ATP-dependent chromatin-remodeling complexes epigenetically modulate transcription of target genes to impact a variety of developmental processes. Our lab previously demonstrated that CHD4—a central ATPase and catalytic enzyme of the NuRD chromatin-remodeling complex—plays an important role in murine embryonic endothelial cells by transcriptionally regulating vascular integrity at midgestation. Since NuRD complexes can incorporate the ATPase CHD3 as an alternative to CHD4, we questioned whether the CHD3 enzyme likewise modulates vascular development or integrity.
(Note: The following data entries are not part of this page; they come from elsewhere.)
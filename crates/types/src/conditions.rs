//! Condition records reported by a WeatherLink hub
//!
//! Each record type corresponds to one physical sensor group (barometer,
//! indoor temp/hum board, outdoor integrated sensor suite, air-quality
//! station). A hub only reports the groups it actually has, so every record
//! is optional at the snapshot level, and most fields inside a record are
//! optional too.

use chrono::{DateTime, Utc};
use serde::{Deserialize, Serialize};
use std::fmt;

/// Identity of a condition record variant
///
/// This is a closed enumeration; presence queries on a snapshot are keyed
/// by it rather than by type reflection.
#[derive(Debug, Clone, Copy, PartialEq, Eq, Hash, PartialOrd, Ord, Serialize, Deserialize)]
#[serde(rename_all = "snake_case")]
pub enum ConditionKind {
    /// Barometric pressure group
    LssBar,
    /// Indoor temperature/humidity group
    LssTempHum,
    /// Outdoor integrated sensor suite
    Iss,
    /// Air-quality station
    AirQuality,
}

impl ConditionKind {
    /// All kinds in canonical order
    pub const ALL: [ConditionKind; 4] = [
        ConditionKind::LssBar,
        ConditionKind::LssTempHum,
        ConditionKind::Iss,
        ConditionKind::AirQuality,
    ];

    pub fn as_str(&self) -> &'static str {
        match self {
            ConditionKind::LssBar => "lss_bar",
            ConditionKind::LssTempHum => "lss_temp_hum",
            ConditionKind::Iss => "iss",
            ConditionKind::AirQuality => "air_quality",
        }
    }

    pub(crate) fn index(&self) -> usize {
        match self {
            ConditionKind::LssBar => 0,
            ConditionKind::LssTempHum => 1,
            ConditionKind::Iss => 2,
            ConditionKind::AirQuality => 3,
        }
    }
}

impl fmt::Display for ConditionKind {
    fn fmt(&self, f: &mut fmt::Formatter<'_>) -> fmt::Result {
        f.write_str(self.as_str())
    }
}

/// Barometric pressure readings
#[derive(Debug, Clone, PartialEq, Serialize, Deserialize)]
pub struct LssBarCondition {
    #[serde(default)]
    pub lsid: Option<u32>,
    /// Sea-level corrected pressure (hPa)
    pub bar_sea_level: f64,
    /// Pressure change over the last 3 hours (hPa)
    #[serde(default)]
    pub bar_trend: Option<f64>,
    /// Raw station pressure (hPa)
    pub bar_absolute: f64,
}

/// Indoor temperature/humidity readings
#[derive(Debug, Clone, PartialEq, Serialize, Deserialize)]
pub struct LssTempHumCondition {
    #[serde(default)]
    pub lsid: Option<u32>,
    pub temp_in: f64,
    #[serde(default)]
    pub hum_in: Option<f64>,
    #[serde(default)]
    pub dew_point_in: Option<f64>,
    #[serde(default)]
    pub heat_index_in: Option<f64>,
}

/// Reception state of the ISS radio link
#[derive(Debug, Clone, Copy, PartialEq, Eq, Serialize, Deserialize)]
#[serde(rename_all = "lowercase")]
pub enum RxState {
    Synced,
    Rescan,
    Lost,
}

impl RxState {
    pub fn name(&self) -> &'static str {
        match self {
            RxState::Synced => "SYNCED",
            RxState::Rescan => "RESCAN",
            RxState::Lost => "LOST",
        }
    }
}

/// Outdoor integrated sensor suite readings
///
/// Windowed aggregates (2/10 minute wind, 15/60 minute rain, ...) are
/// computed by the hub; they are carried here as plain fields.
#[derive(Debug, Clone, Default, PartialEq, Serialize, Deserialize)]
pub struct IssCondition {
    pub lsid: Option<u32>,
    /// Transmitter id
    pub txid: u8,
    pub rx_state: Option<RxState>,
    pub trans_battery_flag: Option<u8>,

    pub temp: Option<f64>,
    pub hum: Option<f64>,
    pub dew_point: Option<f64>,
    pub wet_bulb: Option<f64>,
    pub heat_index: Option<f64>,
    pub wind_chill: Option<f64>,
    pub thw_index: Option<f64>,
    pub thsw_index: Option<f64>,

    pub wind_speed_last: Option<f64>,
    pub wind_dir_last: Option<u16>,
    pub wind_speed_avg_last_2_min: Option<f64>,
    pub wind_dir_scalar_avg_last_2_min: Option<u16>,
    pub wind_speed_hi_last_2_min: Option<f64>,
    pub wind_dir_at_hi_speed_last_2_min: Option<u16>,
    pub wind_speed_avg_last_10_min: Option<f64>,
    pub wind_dir_scalar_avg_last_10_min: Option<u16>,
    pub wind_speed_hi_last_10_min: Option<f64>,
    pub wind_dir_at_hi_speed_last_10_min: Option<u16>,

    pub rain_rate_last: Option<f64>,
    pub rain_rate_hi: Option<f64>,
    pub rain_rate_hi_last_15_min: Option<f64>,
    pub rainfall_last_15_min: Option<f64>,
    pub rainfall_last_60_min: Option<f64>,
    pub rainfall_last_24_hr: Option<f64>,
    pub rainfall_daily: Option<f64>,
    pub rainfall_monthly: Option<f64>,
    pub rainfall_year: Option<f64>,
    pub rain_storm: Option<f64>,
    pub rain_storm_start_at: Option<DateTime<Utc>>,
    pub rain_storm_last: Option<f64>,
    pub rain_storm_last_start_at: Option<DateTime<Utc>>,
    pub rain_storm_last_end_at: Option<DateTime<Utc>>,

    pub solar_rad: Option<f64>,
    pub uv_index: Option<f64>,
}

/// Air-quality station readings
#[derive(Debug, Clone, PartialEq, Serialize, Deserialize)]
pub struct AirQualityCondition {
    #[serde(default)]
    pub lsid: Option<u32>,
    /// Time the station last reported to the hub
    pub last_report_time: DateTime<Utc>,

    #[serde(default)]
    pub temp: Option<f64>,
    #[serde(default)]
    pub hum: Option<f64>,
    #[serde(default)]
    pub dew_point: Option<f64>,
    #[serde(default)]
    pub wet_bulb: Option<f64>,
    #[serde(default)]
    pub heat_index: Option<f64>,

    #[serde(default)]
    pub pm_1: Option<f64>,
    #[serde(default)]
    pub pm_2p5: Option<f64>,
    #[serde(default)]
    pub pm_2p5_last_1_hour: Option<f64>,
    #[serde(default)]
    pub pm_2p5_last_3_hours: Option<f64>,
    #[serde(default)]
    pub pm_2p5_last_24_hours: Option<f64>,
    #[serde(default)]
    pub pm_2p5_nowcast: Option<f64>,
    #[serde(default)]
    pub pm_10: Option<f64>,
    #[serde(default)]
    pub pm_10_last_1_hour: Option<f64>,
    #[serde(default)]
    pub pm_10_last_3_hours: Option<f64>,
    #[serde(default)]
    pub pm_10_last_24_hours: Option<f64>,
    #[serde(default)]
    pub pm_10_nowcast: Option<f64>,

    /// Share of minutes with valid PM data in each window (percent)
    #[serde(default)]
    pub pct_pm_data_last_1_hour: Option<u8>,
    #[serde(default)]
    pub pct_pm_data_last_3_hours: Option<u8>,
    #[serde(default)]
    pub pct_pm_data_last_24_hours: Option<u8>,
    #[serde(default)]
    pub pct_pm_data_nowcast: Option<u8>,
}

impl AirQualityCondition {
    /// A record with only the report time set
    pub fn reported_at(last_report_time: DateTime<Utc>) -> Self {
        Self {
            lsid: None,
            last_report_time,
            temp: None,
            hum: None,
            dew_point: None,
            wet_bulb: None,
            heat_index: None,
            pm_1: None,
            pm_2p5: None,
            pm_2p5_last_1_hour: None,
            pm_2p5_last_3_hours: None,
            pm_2p5_last_24_hours: None,
            pm_2p5_nowcast: None,
            pm_10: None,
            pm_10_last_1_hour: None,
            pm_10_last_3_hours: None,
            pm_10_last_24_hours: None,
            pm_10_nowcast: None,
            pct_pm_data_last_1_hour: None,
            pct_pm_data_last_3_hours: None,
            pct_pm_data_last_24_hours: None,
            pct_pm_data_nowcast: None,
        }
    }
}

/// One condition record of any kind
#[derive(Debug, Clone, PartialEq)]
pub enum ConditionRecord {
    LssBar(LssBarCondition),
    LssTempHum(LssTempHumCondition),
    Iss(IssCondition),
    AirQuality(AirQualityCondition),
}

impl ConditionRecord {
    pub fn kind(&self) -> ConditionKind {
        match self {
            ConditionRecord::LssBar(_) => ConditionKind::LssBar,
            ConditionRecord::LssTempHum(_) => ConditionKind::LssTempHum,
            ConditionRecord::Iss(_) => ConditionKind::Iss,
            ConditionRecord::AirQuality(_) => ConditionKind::AirQuality,
        }
    }
}

/// Typed access to a single record variant
pub trait Condition: Sized + 'static {
    /// The variant identity of this record type
    const KIND: ConditionKind;

    /// Borrow the record if it is of this type
    fn from_record(record: &ConditionRecord) -> Option<&Self>;
}

macro_rules! impl_condition {
    ($type:ty, $variant:ident) => {
        impl Condition for $type {
            const KIND: ConditionKind = ConditionKind::$variant;

            fn from_record(record: &ConditionRecord) -> Option<&Self> {
                match record {
                    ConditionRecord::$variant(inner) => Some(inner),
                    _ => None,
                }
            }
        }

        impl From<$type> for ConditionRecord {
            fn from(value: $type) -> Self {
                ConditionRecord::$variant(value)
            }
        }
    };
}

impl_condition!(LssBarCondition, LssBar);
impl_condition!(LssTempHumCondition, LssTempHum);
impl_condition!(IssCondition, Iss);
impl_condition!(AirQualityCondition, AirQuality);
//! Barometer and indoor sensors mounted on the hub

use crate::attributes;
use serde_json::Value;
use wl_sens_core::{
    round_optional, Attributes, ConditionKind, Device, DeviceClass, Projection, ReadContext,
    Registry, RegistryError, SensorError, SensorFamily, DECIMALS_HUMIDITY,
};
use wl_sens_types::units::{CELSIUS, HECTOPASCAL, PERCENTAGE};
use wl_sens_types::{LssBarCondition, LssTempHumCondition};

/// Sea-level pressure, with trend and station pressure as attributes
pub(crate) struct Pressure;

impl Projection for Pressure {
    fn value(&self, ctx: &ReadContext<'_>) -> Result<Option<Value>, SensorError> {
        let bar = ctx.condition::<LssBarCondition>()?;
        Ok(Some(Value::from(bar.bar_sea_level)))
    }

    fn attributes(&self, ctx: &ReadContext<'_>) -> Result<Attributes, SensorError> {
        let bar = ctx.condition::<LssBarCondition>()?;
        Ok(attributes([
            ("trend", bar.bar_trend.into()),
            ("absolute", bar.bar_absolute.into()),
        ]))
    }
}

pub(crate) struct InsideTemp;

impl Projection for InsideTemp {
    fn value(&self, ctx: &ReadContext<'_>) -> Result<Option<Value>, SensorError> {
        let inside = ctx.condition::<LssTempHumCondition>()?;
        Ok(Some(Value::from(inside.temp_in)))
    }

    fn attributes(&self, ctx: &ReadContext<'_>) -> Result<Attributes, SensorError> {
        let inside = ctx.condition::<LssTempHumCondition>()?;
        Ok(attributes([
            ("dew_point", inside.dew_point_in.into()),
            ("heat_index", inside.heat_index_in.into()),
        ]))
    }
}

pub(crate) struct InsideHum;

impl Projection for InsideHum {
    fn value(&self, ctx: &ReadContext<'_>) -> Result<Option<Value>, SensorError> {
        let hum = ctx.condition::<LssTempHumCondition>()?.hum_in;
        Ok(round_optional(hum, DECIMALS_HUMIDITY).map(Value::from))
    }
}

pub(crate) fn register(registry: &mut Registry) -> Result<(), RegistryError> {
    let barometer = SensorFamily::new("barometer", Device::Hub).requires(&[ConditionKind::LssBar]);
    let inside =
        SensorFamily::new("inside", Device::Hub).requires(&[ConditionKind::LssTempHum]);

    registry.register(
        barometer
            .sensor("pressure", "Pressure")
            .unit(HECTOPASCAL)
            .device_class(DeviceClass::Pressure)
            .measurement()
            .build(Pressure)?,
    )?;
    registry.register(
        inside
            .sensor("inside_temperature", "Inside Temperature")
            .unit(CELSIUS)
            .device_class(DeviceClass::Temperature)
            .measurement()
            .build(InsideTemp)?,
    )?;
    registry.register(
        inside
            .sensor("inside_humidity", "Inside Humidity")
            .unit(PERCENTAGE)
            .device_class(DeviceClass::Humidity)
            .measurement()
            .build(InsideHum)?,
    )
}
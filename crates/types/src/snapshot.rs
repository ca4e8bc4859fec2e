//! The latest conditions snapshot reported by a hub
//!
//! A `CurrentConditions` holds zero or one record of each `ConditionKind`.
//! It is built once per successful poll by whoever parses the hub's report
//! and is never mutated after being handed out; consumers only ever see it
//! behind a shared reference.

use crate::conditions::{
    AirQualityCondition, Condition, ConditionKind, ConditionRecord, IssCondition,
    LssBarCondition, LssTempHumCondition,
};
use chrono::{DateTime, Utc};
use serde::{Deserialize, Serialize};
use thiserror::Error;

/// A record was requested that the snapshot does not contain
///
/// Metrics are gated on record presence before they are created, so
/// hitting this means a gating bug or a record that vanished after
/// activation.
#[derive(Debug, Clone, Copy, PartialEq, Eq, Error)]
#[error("condition record '{kind}' is not present in the current snapshot")]
pub struct MissingRecord {
    pub kind: ConditionKind,
}

/// Snapshot of all condition records from one poll
#[derive(Debug, Clone, Default, PartialEq, Serialize, Deserialize)]
#[serde(from = "SnapshotRepr", into = "SnapshotRepr")]
pub struct CurrentConditions {
    /// Hub device id
    did: Option<String>,
    /// Time the hub generated the report
    timestamp: Option<DateTime<Utc>>,
    /// Indexed by `ConditionKind::index`
    records: [Option<ConditionRecord>; 4],
}

impl CurrentConditions {
    /// Create an empty snapshot (what consumers see before the first poll)
    pub fn new() -> Self {
        Self::default()
    }

    /// Set the hub report timestamp
    pub fn with_timestamp(mut self, timestamp: DateTime<Utc>) -> Self {
        self.timestamp = Some(timestamp);
        self
    }

    /// Set the hub device id
    pub fn with_did(mut self, did: impl Into<String>) -> Self {
        self.did = Some(did.into());
        self
    }

    /// Add a record, replacing any record of the same kind
    pub fn insert(mut self, record: impl Into<ConditionRecord>) -> Self {
        let record = record.into();
        let index = record.kind().index();
        if self.records[index].is_some() {
            log::debug!("Replacing duplicate '{}' record in snapshot", record.kind());
        }
        self.records[index] = Some(record);
        self
    }

    pub fn did(&self) -> Option<&str> {
        self.did.as_deref()
    }

    pub fn timestamp(&self) -> Option<DateTime<Utc>> {
        self.timestamp
    }

    /// Check whether a record of the given kind is present
    pub fn contains(&self, kind: ConditionKind) -> bool {
        self.records[kind.index()].is_some()
    }

    /// Get the record of the given kind
    pub fn get(&self, kind: ConditionKind) -> Result<&ConditionRecord, MissingRecord> {
        self.records[kind.index()]
            .as_ref()
            .ok_or(MissingRecord { kind })
    }

    /// Get the record of type `T`
    pub fn get_as<T: Condition>(&self) -> Result<&T, MissingRecord> {
        self.get(T::KIND)
            .ok()
            .and_then(T::from_record)
            .ok_or(MissingRecord { kind: T::KIND })
    }

    /// Kinds present in this snapshot, in canonical order
    pub fn kinds(&self) -> Vec<ConditionKind> {
        ConditionKind::ALL
            .into_iter()
            .filter(|kind| self.contains(*kind))
            .collect()
    }

    /// Number of records present
    pub fn len(&self) -> usize {
        self.records.iter().filter(|r| r.is_some()).count()
    }

    pub fn is_empty(&self) -> bool {
        self.len() == 0
    }
}

/// Serialized form: one optional field per record kind
#[derive(Clone, Default, Serialize, Deserialize)]
struct SnapshotRepr {
    #[serde(default, skip_serializing_if = "Option::is_none")]
    did: Option<String>,
    #[serde(default, skip_serializing_if = "Option::is_none")]
    timestamp: Option<DateTime<Utc>>,
    #[serde(default, skip_serializing_if = "Option::is_none")]
    lss_bar: Option<LssBarCondition>,
    #[serde(default, skip_serializing_if = "Option::is_none")]
    lss_temp_hum: Option<LssTempHumCondition>,
    #[serde(default, skip_serializing_if = "Option::is_none")]
    iss: Option<IssCondition>,
    #[serde(default, skip_serializing_if = "Option::is_none")]
    air_quality: Option<AirQualityCondition>,
}

impl From<SnapshotRepr> for CurrentConditions {
    fn from(repr: SnapshotRepr) -> Self {
        let mut snapshot = CurrentConditions {
            did: repr.did,
            timestamp: repr.timestamp,
            records: Default::default(),
        };
        if let Some(c) = repr.lss_bar {
            snapshot = snapshot.insert(c);
        }
        if let Some(c) = repr.lss_temp_hum {
            snapshot = snapshot.insert(c);
        }
        if let Some(c) = repr.iss {
            snapshot = snapshot.insert(c);
        }
        if let Some(c) = repr.air_quality {
            snapshot = snapshot.insert(c);
        }
        snapshot
    }
}

impl From<CurrentConditions> for SnapshotRepr {
    fn from(snapshot: CurrentConditions) -> Self {
        let mut repr = SnapshotRepr {
            did: snapshot.did,
            timestamp: snapshot.timestamp,
            ..Default::default()
        };
        for record in snapshot.records.into_iter().flatten() {
            match record {
                ConditionRecord::LssBar(c) => repr.lss_bar = Some(c),
                ConditionRecord::LssTempHum(c) => repr.lss_temp_hum = Some(c),
                ConditionRecord::Iss(c) => repr.iss = Some(c),
                ConditionRecord::AirQuality(c) => repr.air_quality = Some(c),
            }
        }
        repr
    }
}
//! Reciprocal rank fusion of dense and lexical rankings.
//!
//! `score(d) = Σ 1 / (k + rank_m(d))` over the modalities `m` whose (truncated) list
//! contains `d`, with 1-based ranks. A modality that does not contain `d` adds nothing.
//!
//! Ordering: descending score, then better dense rank (documents absent from the dense
//! list come last), then first-seen order (dense list first, then lexical).

#[cfg(test)]
mod tests;

use std::cmp::Ordering;
use std::collections::HashMap;

use crate::constants::RRF_K;

/// A document surfaced by at least one modality.
#[derive(Debug, Clone, PartialEq)]
pub struct FusedCandidate {
    pub id: String,
    pub score: f64,
    /// 1-based rank in the dense list.
    pub dense_rank: Option<usize>,
    /// 1-based rank in the lexical list.
    pub sparse_rank: Option<usize>,
}

impl FusedCandidate {
    pub fn is_sparse_only(&self) -> bool {
        self.dense_rank.is_none()
    }
}

/// Fuses two rankings with the standard constant `k = 60`.
pub fn reciprocal_rank_fusion<D, S>(dense: &[D], sparse: &[S]) -> Vec<FusedCandidate>
where
    D: AsRef<str>,
    S: AsRef<str>,
{
    reciprocal_rank_fusion_with_k(dense, sparse, RRF_K)
}

/// Fuses two rankings with an explicit `k`.
///
/// A document repeated within one list only counts at its best rank.
pub fn reciprocal_rank_fusion_with_k<D, S>(dense: &[D], sparse: &[S], k: f64) -> Vec<FusedCandidate>
where
    D: AsRef<str>,
    S: AsRef<str>,
{
    let mut fused: Vec<FusedCandidate> = Vec::with_capacity(dense.len() + sparse.len());
    let mut position: HashMap<String, usize> = HashMap::new();

    for (idx, id) in dense.iter().enumerate() {
        let id = id.as_ref();
        if position.contains_key(id) {
            continue;
        }
        let rank = idx + 1;
        position.insert(id.to_string(), fused.len());
        fused.push(FusedCandidate {
            id: id.to_string(),
            score: 1.0 / (k + rank as f64),
            dense_rank: Some(rank),
            sparse_rank: None,
        });
    }

    for (idx, id) in sparse.iter().enumerate() {
        let id = id.as_ref();
        let rank = idx + 1;
        match position.get(id) {
            Some(&pos) => {
                let candidate = &mut fused[pos];
                if candidate.sparse_rank.is_none() {
                    candidate.sparse_rank = Some(rank);
                    candidate.score += 1.0 / (k + rank as f64);
                }
            }
            None => {
                position.insert(id.to_string(), fused.len());
                fused.push(FusedCandidate {
                    id: id.to_string(),
                    score: 1.0 / (k + rank as f64),
                    dense_rank: None,
                    sparse_rank: Some(rank),
                });
            }
        }
    }

    // Stable sort: equal score and dense rank keep first-seen order.
    fused.sort_by(|a, b| {
        b.score
            .partial_cmp(&a.score)
            .unwrap_or(Ordering::Equal)
            .then_with(|| cmp_dense_rank(a.dense_rank, b.dense_rank))
    });
    fused
}

fn cmp_dense_rank(a: Option<usize>, b: Option<usize>) -> Ordering {
    match (a, b) {
        (Some(x), Some(y)) => x.cmp(&y),
        (Some(_), None) => Ordering::Less,
        (None, Some(_)) => Ordering::Greater,
        (None, None) => Ordering::Equal,
    }
}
We generated a floxed allele of Chd3 but saw no evidence of lethality or vascular anomalies when we deleted it in embryonic endothelial cells in vivo (Chd3(ECKO)). Furthermore, double-deletion of Chd3 and Chd4 in embryonic endothelial cells (Chd3/4(ECKO)) did not dramatically alter the timing and severity of embryonic phenotypes seen in Chd4(ECKO) mutants, indicating that CHD3 does not play a cooperative role with CHD4 in early vascular development. However, excision of Chd3 at the epiblast stage of development with a Sox2-Cre line allowed us to generate global heterozygous Chd3 mice (Chd3(Δ/+)), which were subsequently intercrossed and revealed partial lethality of Chd3(Δ/Δ) mutants prior to weaning. Tissues from surviving Chd3(Δ/Δ) mutants helped us confirm that CHD3 was efficiently deleted in these animals and that CHD3 is highly expressed in the gonads and brains of adult wildtype mice. Therefore, Chd3-flox mice will be beneficial for future studies about roles for this chromatin-remodeling enzyme in viable embryonic development and in gonadal and brain physiology.